1978 American science fiction television pilot

Space Force is a science fiction television pilot starring Fred Willard for the NBC television network. It aired as a one-off on April 28, 1978, but the series was not picked up. The pilot set up a scenario not unlike The Phil Silvers Show in which opportunistic Captain Thomas Woods (Willard) leads his starcraft crew in schemes under the nose of the overbearing Captain Leon Stoner and dotty station Commander Irving Hinkley (William Phipps). Actor Phipps stated the show was originally titled Fort Leo (after the name of the ship), and claimed it was passed over because of the short-lived series Buck Henry produced, Quark, which was cancelled even before Space Force was aired.

==Plot synopsis==
Aboard space station Fort Leo Captain Thomas Woods (Willard) arranges a carnival to raise money for a children's hospital on planet Triton by selling unauthorized military equipment to civilians and joyrides on their starcraft.

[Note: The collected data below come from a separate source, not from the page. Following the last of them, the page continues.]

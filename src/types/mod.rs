//! Core types shared by the port, its scopes, and its producers.
//!
//! - [`id`]: identifier types (`PortId`, `ScopeId`, `OpId`, `TaskId`, `Time`)
//! - [`deadline`]: optional absolute deadlines with meet semantics
//! - [`cancel`]: cancellation reason and kind types
//! - [`status`]: signed completion status codes

pub mod cancel;
pub mod deadline;
pub mod id;
pub mod status;

pub use cancel::{CancelKind, CancelReason};
pub use deadline::Deadline;
pub use id::{OpId, PortId, ScopeId, TaskId, Time};
pub use status::Status;
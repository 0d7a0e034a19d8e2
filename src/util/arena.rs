//! Generational arena for scope records.
//!
//! Handles are `(index, generation)` pairs. Removing an entry bumps its
//! generation, so a handle to a removed scope never resolves to the scope
//! that later reuses the same index. A scope's `prev` link is such a handle,
//! never an owning pointer.

use core::fmt;

/// A slot index plus the generation it was issued under.
#[derive(Clone, Copy, PartialEq, Eq, PartialOrd, Ord, Hash)]
pub struct ArenaIndex {
    index: u32,
    generation: u32,
}

impl ArenaIndex {
    /// Builds a handle from raw parts (primarily for testing).
    #[must_use]
    pub const fn new(index: u32, generation: u32) -> Self {
        Self { index, generation }
    }

    /// Slot position.
    #[must_use]
    pub const fn index(self) -> u32 {
        self.index
    }

    /// Generation the handle was issued under.
    #[must_use]
    pub const fn generation(self) -> u32 {
        self.generation
    }
}

impl fmt::Debug for ArenaIndex {
    fn fmt(&self, f: &mut fmt::Formatter<'_>) -> fmt::Result {
        write!(f, "ArenaIndex({}:{})", self.index, self.generation)
    }
}

#[derive(Debug)]
struct Entry<T> {
    generation: u32,
    value: Option<T>,
}

/// Slab of values addressed by generational handles.
///
/// Freed slots are reused most-recently-freed first, which matches the LIFO
/// life of a scope stack: a push right after a pop lands in the same slot.
#[derive(Debug)]
pub struct Arena<T> {
    entries: Vec<Entry<T>>,
    free: Vec<u32>,
}

impl<T> Default for Arena<T> {
    fn default() -> Self {
        Self::new()
    }
}

impl<T> Arena<T> {
    /// An empty arena.
    #[must_use]
    pub const fn new() -> Self {
        Self {
            entries: Vec::new(),
            free: Vec::new(),
        }
    }

    /// Number of live values.
    #[must_use]
    pub fn len(&self) -> usize {
        self.entries.len() - self.free.len()
    }

    /// True if nothing is live.
    #[must_use]
    pub fn is_empty(&self) -> bool {
        self.len() == 0
    }

    /// Stores the value built by `make`, which receives the handle it will
    /// live under.
    ///
    /// Returns `None` without calling `make` if the index space or the
    /// allocator is exhausted.
    pub fn try_insert_with<F>(&mut self, make: F) -> Option<ArenaIndex>
    where
        F: FnOnce(ArenaIndex) -> T,
    {
        if let Some(index) = self.free.pop() {
            let entry = self.entries.get_mut(index as usize)?;
            let handle = ArenaIndex::new(index, entry.generation);
            entry.value = Some(make(handle));
            return Some(handle);
        }
        let index = u32::try_from(self.entries.len()).ok()?;
        self.entries.try_reserve(1).ok()?;
        let handle = ArenaIndex::new(index, 0);
        self.entries.push(Entry {
            generation: 0,
            value: Some(make(handle)),
        });
        Some(handle)
    }

    /// Takes the value out and retires the handle.
    pub fn remove(&mut self, handle: ArenaIndex) -> Option<T> {
        let entry = self.entries.get_mut(handle.index as usize)?;
        if entry.generation != handle.generation {
            return None;
        }
        let value = entry.value.take()?;
        entry.generation = entry.generation.wrapping_add(1);
        self.free.push(handle.index);
        Some(value)
    }

    /// The live value under `handle`.
    #[must_use]
    pub fn get(&self, handle: ArenaIndex) -> Option<&T> {
        self.entries
            .get(handle.index as usize)
            .filter(|e| e.generation == handle.generation)
            .and_then(|e| e.value.as_ref())
    }

    /// The live value under `handle`, mutably.
    pub fn get_mut(&mut self, handle: ArenaIndex) -> Option<&mut T> {
        self.entries
            .get_mut(handle.index as usize)
            .filter(|e| e.generation == handle.generation)
            .and_then(|e| e.value.as_mut())
    }

    /// True if `handle` resolves to a live value.
    #[must_use]
    pub fn contains(&self, handle: ArenaIndex) -> bool {
        self.get(handle).is_some()
    }
}
//! The reactor boundary.
//!
//! A [`Reactor`] performs the actual I/O for a port. The port hands it every
//! submitted record through [`Reactor::arm`] and asks it to stop through
//! [`Reactor::abandon`] when a scope is cancelled or popped. Results come back
//! through the [`CompletionSender`] carried by each [`ArmedOp`], from any
//! thread.
//!
//! Two implementations ship with the crate:
//!
//! - [`NoopReactor`]: accepts everything and never completes. Operations end
//!   only through cancellation or deadlines.
//! - [`LabReactor`]: scripted completions at virtual times, for deterministic
//!   tests.

mod lab;

pub use lab::{ArmedRecord, LabReactor};

use crate::op::{OpCode, OpFlags};
use crate::port::CompletionSender;
use crate::types::{Deadline, OpId, Time};

/// An operation handed to the reactor.
#[derive(Debug, Clone)]
pub struct ArmedOp {
    /// Record identity; pass it back to [`CompletionSender::complete`].
    pub id: OpId,
    /// What to do.
    pub opcode: OpCode,
    /// Modifier flags from the submitter.
    pub flags: OpFlags,
    /// The submitter's token.
    pub token: u64,
    /// The record's effective deadline. The port enforces it; a reactor may
    /// use it to give up early.
    pub deadline: Deadline,
    /// Port time at which the record was armed.
    pub armed_at: Time,
    /// Where to report the result.
    pub sender: CompletionSender,
}

/// Performs I/O on behalf of a completion port.
pub trait Reactor: Send + Sync {
    /// Begins work for `op`. Must not block.
    fn arm(&self, op: ArmedOp);

    /// Best-effort request to stop work on `id`.
    ///
    /// The record has already been settled as cancelled; any later completion
    /// for it is discarded by the port.
    fn abandon(&self, id: OpId);

    /// Called by the port on every drain pass before it looks at the queue.
    fn poll(&self, _now: Time) {}

    /// Earliest time at which [`poll`](Self::poll) would make progress.
    ///
    /// A port with a virtual clock uses this to decide how far to jump when
    /// idle.
    fn next_event(&self) -> Option<Time> {
        None
    }
}

/// A reactor that accepts every operation and never completes any.
#[derive(Debug, Default, Clone, Copy)]
pub struct NoopReactor;

impl Reactor for NoopReactor {
    fn arm(&self, _op: ArmedOp) {}

    fn abandon(&self, _id: OpId) {}
}
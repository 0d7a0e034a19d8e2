//! Port configuration.
//!
//! [`PortConfig`] holds the concrete values that size and tune a
//! [`CompletionPort`](crate::port::CompletionPort). Most callers go through
//! [`PortBuilder`](crate::port::PortBuilder), which layers the sources below.
//!
//! # Precedence
//!
//! Settings are resolved in this order (highest priority first):
//!
//! 1. **Programmatic**: values set via builder methods (`op_capacity(256)`)
//! 2. **Environment variables**: `IOSCOPE_*` variables, when the builder
//!    opts in with `with_env()`
//! 3. **Config file**: a TOML file (requires the `config-file` feature)
//! 4. **Defaults**: [`PortConfig::default()`]
//!
//! # Defaults
//!
//! | Field | Default |
//! |-------|---------|
//! | `op_capacity` | 1024 |
//! | `max_scope_depth` | 64 |
//! | `drain_batch` | 0 (whole queue) |
//! | `default_drain_wait` | `None` (until the next completion or deadline) |
//!
//! # Environment Variables
//!
//! | Variable | Type | Maps to |
//! |----------|------|---------|
//! | `IOSCOPE_OP_CAPACITY` | `usize` | `op_capacity` |
//! | `IOSCOPE_MAX_SCOPE_DEPTH` | `usize` | `max_scope_depth` |
//! | `IOSCOPE_DRAIN_BATCH` | `usize` | `drain_batch` |
//! | `IOSCOPE_DRAIN_WAIT_MS` | `i64` (negative = unbounded) | `default_drain_wait` |

use crate::types::deadline::timeout_from_ms;
use std::time::Duration;
use thiserror::Error;

/// Environment variable name for the record pool capacity.
pub const ENV_OP_CAPACITY: &str = "IOSCOPE_OP_CAPACITY";
/// Environment variable name for the maximum scope nesting depth.
pub const ENV_MAX_SCOPE_DEPTH: &str = "IOSCOPE_MAX_SCOPE_DEPTH";
/// Environment variable name for the per-drain record limit.
pub const ENV_DRAIN_BATCH: &str = "IOSCOPE_DRAIN_BATCH";
/// Environment variable name for the default drain wait in milliseconds.
pub const ENV_DRAIN_WAIT_MS: &str = "IOSCOPE_DRAIN_WAIT_MS";

/// Largest record pool a port accepts.
///
/// Slot links are stored as `index + 1` in a `u32`, with `u32::MAX` reserved
/// for the parked marker.
pub const MAX_OP_CAPACITY: usize = (u32::MAX - 2) as usize;

/// Errors raised while assembling a [`PortConfig`].
#[derive(Debug, Error, Clone, PartialEq, Eq)]
pub enum ConfigError {
    /// The record pool must hold at least one record.
    #[error("op_capacity must be at least 1")]
    ZeroCapacity,
    /// The record pool exceeds the addressable slot range.
    #[error("op_capacity {requested} exceeds the maximum of {max}")]
    CapacityTooLarge {
        /// Requested capacity.
        requested: usize,
        /// Largest accepted capacity.
        max: usize,
    },
    /// Scopes could never be pushed.
    #[error("max_scope_depth must be at least 1")]
    ZeroScopeDepth,
    /// An environment variable is set but does not parse.
    #[error("invalid value for {var}: expected {expected}, got {value:?}")]
    InvalidEnv {
        /// Variable name.
        var: &'static str,
        /// Raw value found.
        value: String,
        /// Description of the accepted form.
        expected: &'static str,
    },
    /// A config file could not be read or parsed.
    #[error("config file: {0}")]
    File(String),
}

/// Port configuration.
#[derive(Debug, Clone, PartialEq, Eq)]
pub struct PortConfig {
    /// Number of operation records in the fixed pool, including armed timers.
    pub op_capacity: usize,
    /// Maximum number of scopes on the stack at once.
    pub max_scope_depth: usize,
    /// Maximum completions returned by one drain; 0 means no limit.
    pub drain_batch: usize,
    /// Wait used by drains that do not pass an explicit bound.
    pub default_drain_wait: Option<Duration>,
}

impl Default for PortConfig {
    fn default() -> Self {
        Self {
            op_capacity: 1024,
            max_scope_depth: 64,
            drain_batch: 0,
            default_drain_wait: None,
        }
    }
}

impl PortConfig {
    /// Normalize configuration values to safe defaults.
    pub fn normalize(&mut self) {
        if self.drain_batch == 0 || self.drain_batch > self.op_capacity {
            self.drain_batch = self.op_capacity;
        }
    }

    /// Checks hard limits. Call before [`normalize`](Self::normalize).
    pub fn validate(&self) -> Result<(), ConfigError> {
        if self.op_capacity == 0 {
            return Err(ConfigError::ZeroCapacity);
        }
        if self.op_capacity > MAX_OP_CAPACITY {
            return Err(ConfigError::CapacityTooLarge {
                requested: self.op_capacity,
                max: MAX_OP_CAPACITY,
            });
        }
        if self.max_scope_depth == 0 {
            return Err(ConfigError::ZeroScopeDepth);
        }
        Ok(())
    }

    /// Defaults overlaid with any `IOSCOPE_*` environment variables.
    pub fn from_env() -> Result<Self, ConfigError> {
        let mut config = Self::default();
        apply_env_overrides(&mut config)?;
        Ok(config)
    }
}

/// Apply environment variable overrides to a [`PortConfig`].
///
/// Only variables that are set are applied. A set but unparseable variable is
/// an error rather than being ignored.
pub fn apply_env_overrides(config: &mut PortConfig) -> Result<(), ConfigError> {
    if let Some(val) = read_env(ENV_OP_CAPACITY) {
        config.op_capacity = parse_usize(ENV_OP_CAPACITY, &val)?;
    }
    if let Some(val) = read_env(ENV_MAX_SCOPE_DEPTH) {
        config.max_scope_depth = parse_usize(ENV_MAX_SCOPE_DEPTH, &val)?;
    }
    if let Some(val) = read_env(ENV_DRAIN_BATCH) {
        config.drain_batch = parse_usize(ENV_DRAIN_BATCH, &val)?;
    }
    if let Some(val) = read_env(ENV_DRAIN_WAIT_MS) {
        config.default_drain_wait = timeout_from_ms(parse_i64(ENV_DRAIN_WAIT_MS, &val)?);
    }
    Ok(())
}

fn read_env(name: &str) -> Option<String> {
    std::env::var(name).ok()
}

fn parse_usize(var: &'static str, val: &str) -> Result<usize, ConfigError> {
    val.trim()
        .parse::<usize>()
        .map_err(|_| ConfigError::InvalidEnv {
            var,
            value: val.to_string(),
            expected: "unsigned integer",
        })
}

fn parse_i64(var: &'static str, val: &str) -> Result<i64, ConfigError> {
    val.trim()
        .parse::<i64>()
        .map_err(|_| ConfigError::InvalidEnv {
            var,
            value: val.to_string(),
            expected: "integer milliseconds",
        })
}

// =========================================================================
// TOML config file support (feature-gated)
// =========================================================================

/// TOML-deserializable port configuration.
///
/// ```toml
/// [port]
/// op_capacity = 4096
/// max_scope_depth = 32
/// drain_batch = 256
/// drain_wait_ms = 50
/// ```
#[cfg(feature = "config-file")]
#[derive(serde::Deserialize, Default, Debug)]
pub struct PortTomlConfig {
    /// Port settings.
    #[serde(default)]
    pub port: PortToml,
}

/// `[port]` section of the TOML config.
#[cfg(feature = "config-file")]
#[derive(serde::Deserialize, Default, Debug)]
pub struct PortToml {
    /// Record pool capacity.
    pub op_capacity: Option<usize>,
    /// Maximum scope depth.
    pub max_scope_depth: Option<usize>,
    /// Per-drain record limit.
    pub drain_batch: Option<usize>,
    /// Default drain wait; negative means unbounded.
    pub drain_wait_ms: Option<i64>,
}

/// Apply a parsed TOML config. Only `Some` fields override.
#[cfg(feature = "config-file")]
pub fn apply_toml_config(config: &mut PortConfig, toml: &PortTomlConfig) {
    if let Some(v) = toml.port.op_capacity {
        config.op_capacity = v;
    }
    if let Some(v) = toml.port.max_scope_depth {
        config.max_scope_depth = v;
    }
    if let Some(v) = toml.port.drain_batch {
        config.drain_batch = v;
    }
    if let Some(v) = toml.port.drain_wait_ms {
        config.default_drain_wait = timeout_from_ms(v);
    }
}

/// Parse a TOML string into a [`PortTomlConfig`].
#[cfg(feature = "config-file")]
pub fn parse_toml_str(toml_str: &str) -> Result<PortTomlConfig, ConfigError> {
    toml::from_str(toml_str).map_err(|e| ConfigError::File(format!("parse error: {e}")))
}

/// Read and parse a TOML file into a [`PortTomlConfig`].
#[cfg(feature = "config-file")]
pub fn parse_toml_file(path: &std::path::Path) -> Result<PortTomlConfig, ConfigError> {
    let content = std::fs::read_to_string(path)
        .map_err(|e| ConfigError::File(format!("failed to read {}: {e}", path.display())))?;
    parse_toml_str(&content)
}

Meanwhile, Captain Leon Stoner presses station Commander Irving Hinkley to go to war with the planet Algon over the capture of a spy.

==Cast==
- William Phipps as Commander Irving Hinkley
- Fred Willard as Captain Thomas Woods
- Larry Block as Private Arnold Fleck
- Jim Boyd as Captain Leon Stoner
- Hilly Hicks as Captain Robert Milford
- Maureen Mooney as Sergeant Eve Bailey
- Joseph G. Medalis as Lieutenant Kabar
- Richard Paul as D.O.R.C. (voice)
- Billy Braver as Berkovitz
- Deborah Harmon as Ship's Crier
- Zitto Kazann as War Minister Dalan
- Patricia Noble as Merivac (voice)

==Legacy==
Fred Willard reprised his role from the pilot in a comedy sketch for Jimmy Kimmel Live! in 2018 and 2019. First, as interviewed by Kimmel after the announcement of the formation of the United States Space Force, and again in response to a media soundbite from Senator Ted Cruz about a need for the U.S. Space Force to battle "space pirates" in which Willard appears in a trailer for "Space Force 2 - Attack of the Space Pirates," a sequel to the failed 1978 series. Willard portrayed an unrelated character for the 2020 Netflix series Space Force.